Mill.jl and JsonGrinder.jl: automated differentiable feature extraction
for learning from raw JSON data
- URL: http://arxiv.org/abs/2105.09107v1
- Date: Wed, 19 May 2021 13:02:10 GMT
- Title: Mill.jl and JsonGrinder.jl: automated differentiable feature extraction
for learning from raw JSON data
- Authors: Simon Mandlik, Matej Racinsky, Viliam Lisy, Tomas Pevny
- Abstract summary: Learning from raw data input is one of the key components of successful applications of machine learning methods.
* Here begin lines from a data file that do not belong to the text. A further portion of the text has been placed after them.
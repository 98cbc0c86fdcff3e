//! Canonical fact model: closed dimension enums and the long-format row
//! loaded into the analytical store.

use chrono::{DateTime, NaiveDate, Utc};
use serde::{Deserialize, Serialize};

use crate::period::Period;

/// Default unit for the working-time tables.
pub const UNIT_HOURS_PER_WORKER: &str = "hours/month per worker";

#[derive(Debug, Clone, Copy, PartialEq, Eq, Hash, Serialize, Deserialize)]
pub enum Scope {
    #[serde(rename = "NAC")]
    Nac,
    #[serde(rename = "CCAA")]
    Ccaa,
}

impl Scope {
    pub fn as_str(&self) -> &'static str {
        match self {
            Scope::Nac => "NAC",
            Scope::Ccaa => "CCAA",
        }
    }
}

#[derive(Debug, Clone, Copy, PartialEq, Eq, Hash, Serialize, Deserialize)]
#[serde(rename_all = "SCREAMING_SNAKE_CASE")]
pub enum ActivityLevel {
    Total,
    SectorBs,
    Section,
    Division,
}

impl ActivityLevel {
    pub fn as_str(&self) -> &'static str {
        match self {
            ActivityLevel::Total => "TOTAL",
            ActivityLevel::SectorBs => "SECTOR_BS",
            ActivityLevel::Section => "SECTION",
            ActivityLevel::Division => "DIVISION",
        }
    }
}

#[derive(Debug, Clone, Copy, PartialEq, Eq, Hash, Serialize, Deserialize)]
#[serde(rename_all = "SCREAMING_SNAKE_CASE")]
pub enum ShiftType {
    Total,
    Full,
    Partial,
}

impl ShiftType {
    pub fn as_str(&self) -> &'static str {
        match self {
            ShiftType::Total => "TOTAL",
            ShiftType::Full => "FULL",
            ShiftType::Partial => "PARTIAL",
        }
    }
}

#[derive(Debug, Clone, Copy, PartialEq, Eq, Hash, Serialize, Deserialize)]
#[serde(rename_all = "snake_case")]
pub enum Metric {
    HoursPacted,
    HoursPaid,
    HoursEffective,
    HoursExtraordinary,
    HoursNotWorked,
}

impl Metric {
    pub fn as_str(&self) -> &'static str {
        match self {
            Metric::HoursPacted => "hours_pacted",
            Metric::HoursPaid => "hours_paid",
            Metric::HoursEffective => "hours_effective",
            Metric::HoursExtraordinary => "hours_extraordinary",
            Metric::HoursNotWorked => "hours_not_worked",
        }
    }
}

/// Reasons hours were not worked. Only meaningful with
/// [`Metric::HoursNotWorked`]; the null cause is that metric's total row.
#[derive(Debug, Clone, Copy, PartialEq, Eq, Hash, Serialize, Deserialize)]
#[serde(rename_all = "snake_case")]
pub enum Cause {
    Vacations,
    PublicHolidays,
    VacationsAndHolidays,
    TemporaryIncapacityTotal,
    MaternityPaternity,
    PaidLeave,
    OvertimeCompensation,
    OtherPaid,
    WorkplaceLosses,
    TechnicalEconomicReasons,
    LabourConflict,
    UnionRepresentation,
    Other,
    OtherUnpaid,
}

impl Cause {
    pub fn as_str(&self) -> &'static str {
        match self {
            Cause::Vacations => "vacations",
            Cause::PublicHolidays => "public_holidays",
            Cause::VacationsAndHolidays => "vacations_and_holidays",
            Cause::TemporaryIncapacityTotal => "temporary_incapacity_total",
            Cause::MaternityPaternity => "maternity_paternity",
            Cause::PaidLeave => "paid_leave",
            Cause::OvertimeCompensation => "overtime_compensation",
            Cause::OtherPaid => "other_paid",
            Cause::WorkplaceLosses => "workplace_losses",
            Cause::TechnicalEconomicReasons => "technical_economic_reasons",
            Cause::LabourConflict => "labour_conflict",
            Cause::UnionRepresentation => "union_representation",
            Cause::Other => "other",
            Cause::OtherUnpaid => "other_unpaid",
        }
    }
}

/// One canonical observation: one value of one metric for one quarter,
/// territorial scope, activity level and shift type.
#[derive(Debug, Clone, PartialEq)]
pub struct FactRow {
    pub period: Period,
    pub period_start: NaiveDate,
    pub period_end: NaiveDate,
    pub scope: Scope,
    pub region_code: Option<String>,
    pub region_name: Option<String>,
    pub activity_level: ActivityLevel,
    pub activity_code: Option<String>,
    pub activity_name: Option<String>,
    pub activity_path: String,
    pub shift_type: Option<ShiftType>,
    pub metric: Metric,
    pub cause: Option<Cause>,
    pub value: f64,
    pub unit: String,
    pub source_table: String,
    pub is_total_region: bool,
    pub is_total_activity: bool,
    pub is_total_shift: bool,
    pub grain_role: String,
    pub data_version: Period,
    pub loaded_at: DateTime<Utc>,
}

impl FactRow {
    /// Primary-key tuple. Empty string stands in for "not applicable";
    /// the store reinstates NULL for those parts.
    pub fn key(&self) -> String {
        [
            self.period.to_string(),
            self.scope.as_str().to_string(),
            self.region_code.clone().unwrap_or_default(),
            self.activity_level.as_str().to_string(),
            self.activity_code.clone().unwrap_or_default(),
            self.shift_type.map(|s| s.as_str().to_string()).unwrap_or_default(),
            self.metric.as_str().to_string(),
            self.cause.map(|c| c.as_str().to_string()).unwrap_or_default(),
        ]
        .join("|")
    }
}

#[cfg(test)]
mod tests {
    use super::*;

    #[test]
    fn enum_strings_match_serde_names() {
        assert_eq!(serde_json::to_string(&ActivityLevel::SectorBs).unwrap(), "\"SECTOR_BS\"");
        assert_eq!(serde_json::to_string(&Metric::HoursNotWorked).unwrap(), "\"hours_not_worked\"");
        assert_eq!(
            serde_json::to_string(&Cause::TemporaryIncapacityTotal).unwrap(),
            "\"temporary_incapacity_total\""
        );
        assert_eq!(serde_json::to_string(&ShiftType::Partial).unwrap(), "\"PARTIAL\"");
        assert_eq!(serde_json::to_string(&Scope::Nac).unwrap(), "\"NAC\"");
    }

    #[test]
    fn key_uses_empty_string_for_not_applicable() {
        let period: Period = "2024T4".parse().unwrap();
        let fact = FactRow {
            period,
            period_start: period.start_date(),
            period_end: period.end_date(),
            scope: Scope::Nac,
            region_code: None,
            region_name: None,
            activity_level: ActivityLevel::Total,
            activity_code: None,
            activity_name: None,
            activity_path: "Total".into(),
            shift_type: None,
            metric: Metric::HoursPacted,
            cause: None,
            value: 15.14,
            unit: UNIT_HOURS_PER_WORKER.into(),
            source_table: "6044".into(),
            is_total_region: true,
            is_total_activity: true,
            is_total_shift: true,
            grain_role: "NAC_TOTAL".into(),
            data_version: period,
            loaded_at: Utc::now(),
        };
        assert_eq!(fact.key(), "2024T4|NAC||TOTAL|||hours_pacted|");
    }
}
Learning from raw data input is one of the key components of successful applications of machine learning methods.
- Score: 0.0
- License: http://creativecommons.org/licenses/by-nc-sa/4.0/
- Abstract: Learning from raw data input, thus limiting the need for manual feature
engineering, is one of the key components of many successful applications of
machine learning methods. While machine learning problems are often formulated
on data that naturally translate into a vector representation suitable for
classifiers, there are data sources, for example in cybersecurity, that are
naturally represented in diverse files with a unifying hierarchical structure,
such as XML, JSON, and Protocol Buffers. Converting this data to vector
(tensor) representation is generally done by manual feature engineering, which
is laborious, lossy, and prone to human bias about the importance of particular
features.
Mill and JsonGrinder is a tandem of libraries, which fully automates the
conversion. Starting with an arbitrary set of JSON samples, they create a
differentiable machine learning model capable of infer from further JSON
samples in their raw form.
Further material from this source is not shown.